* **TASK INSTRUCTIONS**
Below are several records. Retype exactly those lines running from the one with "not be read." through the one with "step was recorded.", end lines included, and no others.

[TASK MATERIAL]

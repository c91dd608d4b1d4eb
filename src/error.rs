//! defines different error types.

use core::fmt::{Debug, Display};
use std::error::Error;

use super::Real;

/// Type that can never be (safely) initialized.
/// This is temporary, until [`never`](https://doc.rust-lang.org/std/primitive.never.html) is accepted into stable rust.
#[derive(Clone, Copy, Debug, Eq, PartialEq, PartialOrd, Ord, Hash)]
pub enum Never {}

impl Display for Never {
    fn fmt(&self, f: &mut core::fmt::Formatter<'_>) -> core::fmt::Result {
        write!(f, "{:?}", self)
    }
}

impl Error for Never {}

/// Error while creating [`crate::model::ModelParameters`].
#[non_exhaustive]
#[derive(Clone, Copy, Debug, PartialEq)]
pub enum ModelInitializationError {
    /// One of the parameter is NaN or infinite.
    NonFiniteParameter,
    /// The electron-phonon coupling `g` must be positive or zero.
    NegativeCoupling(Real),
    /// The phonon frequency `ω` must be strictly positive.
    NonPositiveFrequency(Real),
    /// The propagation time `τ` must be strictly positive.
    NonPositiveTime(Real),
}

impl Display for ModelInitializationError {
    fn fmt(&self, f: &mut core::fmt::Formatter<'_>) -> core::fmt::Result {
        match self {
            Self::NonFiniteParameter => {
                write!(f, "model initialization error: parameters must be finite")
            }
            Self::NegativeCoupling(g) => write!(
                f,
                "model initialization error: the coupling must be >= 0 but is {}",
                g
            ),
            Self::NonPositiveFrequency(omega) => write!(
                f,
                "model initialization error: the phonon frequency must be > 0 but is {}",
                omega
            ),
            Self::NonPositiveTime(time) => write!(
                f,
                "model initialization error: the propagation time must be > 0 but is {}",
                time
            ),
        }
    }
}

impl Error for ModelInitializationError {}

/// A parameter of the configuration file that would lead to a nonsensical simulation.
#[non_exhaustive]
#[derive(Clone, Copy, Debug, PartialEq)]
pub enum InvalidParameter {
    /// `NSTEPS` must be strictly greater than 0.
    NumberOfSteps(usize),
    /// `OMEGA` must be strictly greater than 0.
    Frequency(Real),
    /// `G` must be strictly greater than 0.
    Coupling(Real),
    /// `TIME` must be strictly greater than 0.
    Time(Real),
}

impl Display for InvalidParameter {
    fn fmt(&self, f: &mut core::fmt::Formatter<'_>) -> core::fmt::Result {
        match self {
            Self::NumberOfSteps(n) => write!(
                f,
                "the number of Monte Carlo steps must be > 0 but is {}",
                n
            ),
            Self::Frequency(omega) => {
                write!(f, "the phonon frequency must be > 0.0 but is {}", omega)
            }
            Self::Coupling(g) => write!(
                f,
                "the intensity of electron phonon coupling must be > 0.0 but is {}",
                g
            ),
            Self::Time(time) => write!(
                f,
                "the lifetime of the electron must be > 0.0 but is {}",
                time
            ),
        }
    }
}

impl Error for InvalidParameter {}

/// Error while loading or validating a configuration.
#[non_exhaustive]
#[derive(Debug)]
pub enum ConfigError {
    /// The file could not be read.
    Io(std::io::Error),
    /// The file is not a valid configuration.
    Parse(toml::de::Error),
    /// Every parameter that failed validation.
    InvalidParameters(Vec<InvalidParameter>),
    /// The parameters are rejected by the model, see [`ModelInitializationError`].
    Model(ModelInitializationError),
    /// A storage directory could not be created.
    StorageDirectory(std::path::PathBuf, std::io::Error),
}

impl From<std::io::Error> for ConfigError {
    fn from(err: std::io::Error) -> Self {
        Self::Io(err)
    }
}

impl From<toml::de::Error> for ConfigError {
    fn from(err: toml::de::Error) -> Self {
        Self::Parse(err)
    }
}

impl From<ModelInitializationError> for ConfigError {
    fn from(err: ModelInitializationError) -> Self {
        Self::Model(err)
    }
}

impl Display for ConfigError {
    fn fmt(&self, f: &mut core::fmt::Formatter<'_>) -> core::fmt::Result {
        match self {
            Self::Io(error) => write!(f, "cannot read configuration: {}", error),
            Self::Parse(error) => write!(f, "cannot parse configuration: {}", error),
            Self::InvalidParameters(parameters) => {
                write!(f, "invalid configuration:")?;
                for parameter in parameters {
                    write!(f, "\n - {}", parameter)?;
                }
                Ok(())
            }
            Self::Model(error) => write!(f, "{}", error),
            Self::StorageDirectory(path, error) => {
                write!(f, "cannot create directory {}: {}", path.display(), error)
            }
        }
    }
}

impl Error for ConfigError {
    fn source(&self) -> Option<&(dyn Error + 'static)> {
        match self {
            Self::Io(error) | Self::StorageDirectory(_, error) => Some(error),
            Self::Parse(error) => Some(error),
            Self::InvalidParameters(parameters) => parameters
                .first()
                .map(|parameter| parameter as &(dyn Error + 'static)),
            Self::Model(error) => Some(error),
        }
    }
}

/// Error while reducing the run statistics.
#[non_exhaustive]
#[derive(Clone, Copy, Debug, Eq, PartialEq, Hash)]
pub enum StatisticsError {
    /// No step was recorded.
    EmptySequence,
    /// The order and energy sequences are not index-aligned.
    MismatchedLength(usize, usize),
    /// A binning asked for `.0` bins of a sequence of `.1` samples, the number of
    /// bins must lie between 1 and the number of samples.
    InvalidNumberOfBins(usize, usize),
}

impl Display for StatisticsError {
    fn fmt(&self, f: &mut core::fmt::Formatter<'_>) -> core::fmt::Result {
        match self {
            Self::EmptySequence => write!(f, "statistics error: no step recorded"),
            Self::MismatchedLength(order, energy) => write!(
                f,
                "statistics error: {} orders recorded but {} energies",
                order, energy
            ),
            Self::InvalidNumberOfBins(bins, samples) => write!(
                f,
                "statistics error: cannot split {} samples into {} bins",
                samples, bins
            ),
        }
    }
}

impl Error for StatisticsError {}

/// Error while writing the results of a run.
#[non_exhaustive]
#[derive(Debug)]
pub enum OutputError {
    /// Writing the data record failed.
    Io(std::io::Error),
    /// The plotting backend returned an error.
    Plot(String),
}

impl From<std::io::Error> for OutputError {
    fn from(err: std::io::Error) -> Self {
        Self::Io(err)
    }
}

impl Display for OutputError {
    fn fmt(&self, f: &mut core::fmt::Formatter<'_>) -> core::fmt::Result {
        match self {
            Self::Io(error) => write!(f, "output error: {}", error),
            Self::Plot(error) => write!(f, "plot error: {}", error),
        }
    }
}

impl Error for OutputError {
    fn source(&self) -> Option<&(dyn Error + 'static)> {
        match self {
            Self::Io(error) => Some(error),
            Self::Plot(_) => None,
        }
    }
}

#[cfg(test)]
mod test {
    use super::*;

    #[test]
    fn config_error_lists_every_parameter() {
        let error = ConfigError::InvalidParameters(vec![
            InvalidParameter::NumberOfSteps(0),
            InvalidParameter::Coupling(-1_f64),
        ]);
        let message = error.to_string();
        assert!(message.contains("Monte Carlo steps"));
        assert!(message.contains("coupling"));
        assert!(error.source().is_some());
    }

    #[test]
    fn model_error_display() {
        let error = ModelInitializationError::NonPositiveTime(0_f64);
        assert!(error.to_string().contains("propagation time"));
        let error: ConfigError = error.into();
        assert!(matches!(error, ConfigError::Model(_)));
    }
}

[/TASK MATERIAL]

* **OUTPUT BELOW**
    /// The file could not be read.
    Io(std::io::Error),
    /// The file is not a valid configuration.
    Parse(toml::de::Error),
    /// Every parameter that failed validation.
    InvalidParameters(Vec<InvalidParameter>),
    /// The parameters are rejected by the model, see [`ModelInitializationError`].
    Model(ModelInitializationError),
    /// A storage directory could not be created.
    StorageDirectory(std::path::PathBuf, std::io::Error),
}

impl From<std::io::Error> for ConfigError {
    fn from(err: std::io::Error) -> Self {
        Self::Io(err)
    }
}

impl From<toml::de::Error> for ConfigError {
    fn from(err: toml::de::Error) -> Self {
        Self::Parse(err)
    }
}

impl From<ModelInitializationError> for ConfigError {
    fn from(err: ModelInitializationError) -> Self {
        Self::Model(err)
    }
}

impl Display for ConfigError {
    fn fmt(&self, f: &mut core::fmt::Formatter<'_>) -> core::fmt::Result {
        match self {
            Self::Io(error) => write!(f, "cannot read configuration: {}", error),
            Self::Parse(error) => write!(f, "cannot parse configuration: {}", error),
            Self::InvalidParameters(parameters) => {
                write!(f, "invalid configuration:")?;
                for parameter in parameters {
                    write!(f, "\n - {}", parameter)?;
                }
                Ok(())
            }
            Self::Model(error) => write!(f, "{}", error),
            Self::StorageDirectory(path, error) => {
                write!(f, "cannot create directory {}: {}", path.display(), error)
            }
        }
    }
}

impl Error for ConfigError {
    fn source(&self) -> Option<&(dyn Error + 'static)> {
        match self {
            Self::Io(error) | Self::StorageDirectory(_, error) => Some(error),
            Self::Parse(error) => Some(error),
            Self::InvalidParameters(parameters) => parameters
                .first()
                .map(|parameter| parameter as &(dyn Error + 'static)),
            Self::Model(error) => Some(error),
        }
    }
}

/// Error while reducing the run statistics.
#[non_exhaustive]
#[derive(Clone, Copy, Debug, Eq, PartialEq, Hash)]
pub enum StatisticsError {
    /// No step was recorded.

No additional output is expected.